On August 14, fault and power quality recorders at Ametek Power Instrument’s Rochester, NY, facility indicated an initial power voltage drop of 10% occurring over an 870-millisecond window. The voltage recovered briefly as automatic protection systems attempted to maintain normal voltage. However, after recovering for 270-milliseconds, a second, more severe voltage drop of 22% occurred for 540 milliseconds.

By Control Engineering Staff September 18, 2003

On August 14, fault and power quality recorders at Ametek Power Instrument ’s Rochester, NY, facility indicated an initial power voltage drop of 10% occurring over an 870-millisecond window. The voltage recovered briefly as automatic protection systems attempted to maintain normal voltage. However, after recovering for 270-milliseconds, a second, more severe voltage drop of 22% occurred for 540 milliseconds.

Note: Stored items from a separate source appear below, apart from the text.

use crossterm::style::Stylize;
use std::collections::BTreeSet;
use std::io::Write;

use crate::data::{CiSeverity, Overlay, Overlays};

/// The UI that owns the PR rows and draws annotations next to them.
pub trait OverlayHost {
    /// Replace annotations on the rows this host displays.
    fn render(&mut self, overlays: &Overlays);
    /// Remove all annotations.
    fn clear(&mut self);
}

/// Prints one `#<number><annotation>` line per annotated row.
pub struct TerminalHost<W> {
    out: W,
    rows: Option<BTreeSet<u64>>,
    rendered: Overlays,
    color: bool,
}

impl<W: Write> TerminalHost<W> {
    pub fn new(out: W) -> Self {
        Self {
            out,
            rows: None,
            rendered: Overlays::new(),
            color: false,
        }
    }

    /// Restrict output to these PR numbers. Empty means every PR.
    pub fn with_rows(mut self, rows: impl IntoIterator<Item = u64>) -> Self {
        let rows: BTreeSet<u64> = rows.into_iter().collect();
        self.rows = (!rows.is_empty()).then_some(rows);
        self
    }

    pub fn with_color(mut self, color: bool) -> Self {
        self.color = color;
        self
    }

    pub fn rendered(&self) -> &Overlays {
        &self.rendered
    }

    pub fn into_inner(self) -> W {
        self.out
    }

    fn displays(&self, number: u64) -> bool {
        self.rows.as_ref().map_or(true, |rows| rows.contains(&number))
    }

    fn styled(&self, overlay: &Overlay) -> String {
        if !self.color {
            return overlay.text.clone();
        }
        match overlay.severity {
            Some(CiSeverity::Error) => overlay.text.as_str().red().to_string(),
            Some(CiSeverity::Warning) => overlay.text.as_str().yellow().to_string(),
            Some(CiSeverity::Success) => overlay.text.as_str().green().to_string(),
            None => overlay.text.clone(),
        }
    }

    fn write_rendered(&mut self) -> std::io::Result<()> {
        if self.rendered.is_empty() {
            writeln!(self.out, "No review or CI status to show")?;
        }
        let lines: Vec<String> = self
            .rendered
            .iter()
            .map(|(number, overlay)| format!("#{}{}", number, self.styled(overlay)))
            .collect();
        for line in lines {
            writeln!(self.out, "{}", line)?;
        }
        self.out.flush()
    }
}

impl<W: Write> OverlayHost for TerminalHost<W> {
    fn render(&mut self, overlays: &Overlays) {
        self.rendered = overlays
            .iter()
            .filter(|(number, _)| self.displays(**number))
            .map(|(number, overlay)| (*number, overlay.clone()))
            .collect();

        if let Err(e) = self.write_rendered() {
            tracing::warn!(error = %e, "failed to write overlays");
        }
    }

    fn clear(&mut self) {
        let count = self.rendered.len();
        self.rendered.clear();
        if let Err(e) = writeln!(self.out, "Cleared {} overlays", count) {
            tracing::warn!(error = %e, "failed to write overlays");
        }
    }
}
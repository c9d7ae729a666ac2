use crate::error::Result;
use crate::services::Fetcher;
use crate::view::OverlayHost;

use super::context::RepoContext;
use super::controller::OverlayController;

pub struct App<'a, F, C, H> {
    pub controller: OverlayController<'a, F>,
    pub context: C,
    pub host: H,

    /// Whether host refresh events trigger a best-effort `Show`.
    pub auto_refresh: bool,

    /// Last error swallowed by a best-effort refresh.
    pub error: Option<String>,
}

impl<'a, F, C, H> App<'a, F, C, H>
where
    F: Fetcher,
    C: RepoContext,
    H: OverlayHost,
{
    pub fn new(controller: OverlayController<'a, F>, context: C, host: H) -> Self {
        Self {
            controller,
            context,
            host,
            auto_refresh: false,
            error: None,
        }
    }

    pub fn with_auto_refresh(mut self, enabled: bool) -> Self {
        self.auto_refresh = enabled;
        self
    }

    /// Resolve the active repository, refresh, and hand the result to the host.
    /// On error nothing is rendered and the host keeps what it had.
    pub fn show(&mut self, force: bool) -> Result<usize> {
        let repo = self.context.active()?;
        let overlays = self
            .controller
            .refresh(&repo.key, &repo.updated_at, force)?;
        self.host.render(&overlays);
        self.error = None;
        Ok(overlays.len())
    }
}
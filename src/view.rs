pub mod overlay;

pub use overlay::{OverlayHost, TerminalHost};
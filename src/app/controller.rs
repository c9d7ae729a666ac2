use std::sync::Arc;

use crate::data::{CacheEntry, Overlays, Timestamp};
use crate::error::Result;
use crate::services::{format_overlay, Fetcher, StatusCache};

/// Resolves a repository's records from cache or remote and formats them.
pub struct OverlayController<'a, F> {
    cache: &'a StatusCache,
    fetcher: F,
    ignored_reviewers: Vec<String>,
}

impl<'a, F: Fetcher> OverlayController<'a, F> {
    pub fn new(cache: &'a StatusCache, fetcher: F, ignored_reviewers: Vec<String>) -> Self {
        Self {
            cache,
            fetcher,
            ignored_reviewers,
        }
    }

    /// Overlays for every PR of `key` that has something to show.
    ///
    /// A fetch failure is returned as-is; the cache keeps its previous entry.
    pub fn refresh(
        &self,
        key: &str,
        repository_updated_at: &Timestamp,
        force: bool,
    ) -> Result<Overlays> {
        let entry = match self.cached(key, repository_updated_at, force) {
            Some(entry) => entry,
            None => {
                let records = self.fetcher.fetch(key)?;
                self.cache.put(key, records)
            }
        };

        Ok(entry
            .records
            .values()
            .filter_map(|record| {
                format_overlay(record, &self.ignored_reviewers).map(|o| (record.number, o))
            })
            .collect())
    }

    fn cached(
        &self,
        key: &str,
        repository_updated_at: &Timestamp,
        force: bool,
    ) -> Option<Arc<CacheEntry>> {
        if force {
            tracing::debug!(repo = key, "forced refresh");
            return None;
        }
        if !self.cache.is_valid(key, repository_updated_at) {
            tracing::debug!(repo = key, updated_at = %repository_updated_at, "cache stale or empty");
            return None;
        }
        tracing::debug!(repo = key, "cache hit");
        self.cache.get(key)
    }
}
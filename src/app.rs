pub mod context;
pub mod controller;
pub mod message;
pub mod model;
pub mod update;

pub use context::{GitRemoteContext, RepoContext};
pub use controller::OverlayController;
pub use message::Message;
pub use model::App;
pub use update::update;
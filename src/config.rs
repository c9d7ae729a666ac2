use anyhow::{Context, Result};
use serde::Deserialize;
use std::path::{Path, PathBuf};

/// User settings read from `config.json`.
#[derive(Debug, Clone, Default, PartialEq, Eq, Deserialize)]
#[serde(default)]
pub struct Config {
    /// Reviewer logins left out of the reviewer list (exact, case-sensitive).
    pub ignored_reviewers: Vec<String>,
    pub limit: Option<usize>,
    pub gh_program: Option<String>,
    pub refresh_interval_secs: Option<u64>,
}

pub fn get_config_path() -> Option<PathBuf> {
    dirs::config_dir().map(|p| p.join("pr-overlay").join("config.json"))
}

/// Load `path`, or the default location when `None`. A missing file is not an error.
pub fn load_config(path: Option<&Path>) -> Result<Config> {
    let path = match path {
        Some(p) => p.to_path_buf(),
        None => match get_config_path() {
            Some(p) => p,
            None => return Ok(Config::default()),
        },
    };

    if !path.exists() {
        tracing::debug!(path = %path.display(), "no config file, using defaults");
        return Ok(Config::default());
    }

    let raw = std::fs::read_to_string(&path)
        .with_context(|| format!("Failed to read {}", path.display()))?;
    serde_json::from_str(&raw).with_context(|| format!("Invalid config in {}", path.display()))
}
//! Pure formatting of a pull request's review and CI state into a short
//! annotation string. Nothing here touches the cache or the network.

use std::fmt;

use crate::data::{
    Check, CheckConclusion, CiSeverity, Overlay, PullRequestRecord, Review, ReviewDecision,
    ReviewState,
};
use crate::icons;

/// Pass/fail/pending tally of a PR's status checks.
#[derive(Debug, Clone, Copy, PartialEq, Eq, Default)]
pub struct CiSummary {
    pub pass: usize,
    pub fail: usize,
    pub pending: usize,
}

impl CiSummary {
    pub fn severity(&self) -> CiSeverity {
        if self.fail > 0 {
            CiSeverity::Error
        } else if self.pending > 0 {
            CiSeverity::Warning
        } else {
            CiSeverity::Success
        }
    }
}

impl fmt::Display for CiSummary {
    fn fmt(&self, f: &mut fmt::Formatter<'_>) -> fmt::Result {
        write!(
            f,
            "{}{}/{}/{}",
            icons::CI_PREFIX,
            self.pass,
            self.fail,
            self.pending
        )
    }
}

pub fn format_decision(decision: ReviewDecision) -> Option<&'static str> {
    match decision {
        ReviewDecision::Approved => Some(icons::DECISION_APPROVED),
        ReviewDecision::ChangesRequested => Some(icons::DECISION_CHANGES_REQUESTED),
        ReviewDecision::ReviewRequired => Some(icons::DECISION_REVIEW_REQUIRED),
        ReviewDecision::None => None,
    }
}

/// Unknown states render as `?` rather than being dropped.
pub fn format_review_state(state: ReviewState) -> &'static str {
    match state {
        ReviewState::Approved => icons::REVIEW_APPROVED,
        ReviewState::ChangesRequested => icons::REVIEW_CHANGES_REQUESTED,
        ReviewState::Commented => icons::REVIEW_COMMENTED,
        ReviewState::Dismissed => icons::REVIEW_DISMISSED,
        ReviewState::Pending => icons::REVIEW_PENDING,
        ReviewState::Unknown => icons::REVIEW_UNKNOWN,
    }
}

/// `login:icon` pairs in remote order, skipping ignored logins.
/// Returns `None` when nothing is left to show.
pub fn format_reviewers(reviews: &[Review], ignored_logins: &[String]) -> Option<String> {
    let parts: Vec<String> = reviews
        .iter()
        .filter(|review| !ignored_logins.contains(&review.login))
        .map(|review| format!("{}:{}", review.login, format_review_state(review.state)))
        .collect();

    if parts.is_empty() {
        None
    } else {
        Some(parts.join(" "))
    }
}

pub fn format_checks(checks: &[Check]) -> Option<CiSummary> {
    if checks.is_empty() {
        return None;
    }

    let mut summary = CiSummary::default();
    for check in checks {
        match check.conclusion {
            CheckConclusion::Success | CheckConclusion::Neutral | CheckConclusion::Skipped => {
                summary.pass += 1
            }
            CheckConclusion::Failure | CheckConclusion::Cancelled | CheckConclusion::TimedOut => {
                summary.fail += 1
            }
            CheckConclusion::Pending => summary.pending += 1,
        }
    }
    Some(summary)
}

/// Decision icon with the reviewer list in parentheses, or whichever half exists.
pub fn format_status(record: &PullRequestRecord, ignored_logins: &[String]) -> Option<String> {
    let decision = format_decision(record.review_decision);
    let reviewers = format_reviewers(&record.reviews, ignored_logins);

    match (decision, reviewers) {
        (Some(decision), Some(reviewers)) => Some(format!("{}({})", decision, reviewers)),
        (Some(decision), None) => Some(decision.to_string()),
        (None, Some(reviewers)) => Some(reviewers),
        (None, None) => None,
    }
}

/// Full annotation text, with a leading space so it can sit right after the row.
pub fn format_line(record: &PullRequestRecord, ignored_logins: &[String]) -> Option<String> {
    format_overlay(record, ignored_logins).map(|overlay| overlay.text)
}

/// [`format_line`] plus the CI severity, for hosts that style the annotation.
pub fn format_overlay(record: &PullRequestRecord, ignored_logins: &[String]) -> Option<Overlay> {
    let status = format_status(record, ignored_logins);
    let ci = format_checks(&record.checks);

    let parts: Vec<String> = status
        .into_iter()
        .chain(ci.map(|summary| summary.to_string()))
        .collect();

    if parts.is_empty() {
        return None;
    }

    Some(Overlay {
        text: format!(" {}", parts.join(" ")),
        severity: ci.map(|summary| summary.severity()),
    })
}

Those power fluctuations are indicative of the massive power swings that investigators continue to study in attempts to identify the root cause of the cascading outages that resulted in the massive August 14th blackout.

Being able to capture and analyze the quality and events associated with electrical power is not confined to electric generating and distribution companies. Any manufacturing or processing facility whose product quality can be affected by the quality of electricity is likely to benefit from power quality and event sequence instrumentation.